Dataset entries

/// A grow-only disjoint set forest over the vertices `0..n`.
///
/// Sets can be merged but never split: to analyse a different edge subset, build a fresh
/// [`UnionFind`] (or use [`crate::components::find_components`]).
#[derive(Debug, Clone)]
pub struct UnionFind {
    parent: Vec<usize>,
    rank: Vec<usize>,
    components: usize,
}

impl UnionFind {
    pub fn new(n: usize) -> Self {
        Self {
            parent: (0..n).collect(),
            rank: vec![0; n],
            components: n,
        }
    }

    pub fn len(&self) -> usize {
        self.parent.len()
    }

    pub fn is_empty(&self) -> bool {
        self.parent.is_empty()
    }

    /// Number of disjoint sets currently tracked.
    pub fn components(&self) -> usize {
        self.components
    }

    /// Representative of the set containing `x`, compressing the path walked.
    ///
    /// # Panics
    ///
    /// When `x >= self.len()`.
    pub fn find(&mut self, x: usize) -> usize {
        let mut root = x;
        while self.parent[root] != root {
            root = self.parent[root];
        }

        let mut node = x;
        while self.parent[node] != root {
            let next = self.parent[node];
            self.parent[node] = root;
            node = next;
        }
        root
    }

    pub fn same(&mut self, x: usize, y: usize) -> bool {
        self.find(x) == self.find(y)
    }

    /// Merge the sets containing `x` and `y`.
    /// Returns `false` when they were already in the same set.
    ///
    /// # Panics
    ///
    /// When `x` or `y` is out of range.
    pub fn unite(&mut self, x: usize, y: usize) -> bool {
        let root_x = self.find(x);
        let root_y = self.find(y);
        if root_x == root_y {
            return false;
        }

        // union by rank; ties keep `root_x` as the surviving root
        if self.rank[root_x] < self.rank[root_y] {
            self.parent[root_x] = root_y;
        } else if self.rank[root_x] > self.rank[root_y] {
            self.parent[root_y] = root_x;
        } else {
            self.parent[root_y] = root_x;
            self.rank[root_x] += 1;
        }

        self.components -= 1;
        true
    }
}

• EXERCISE DETAILS:
Every line in the data that holds the string "while" should be returned.

• REPLY TO THE TASK:
        while self.parent[root] != root {
        while self.parent[node] != root {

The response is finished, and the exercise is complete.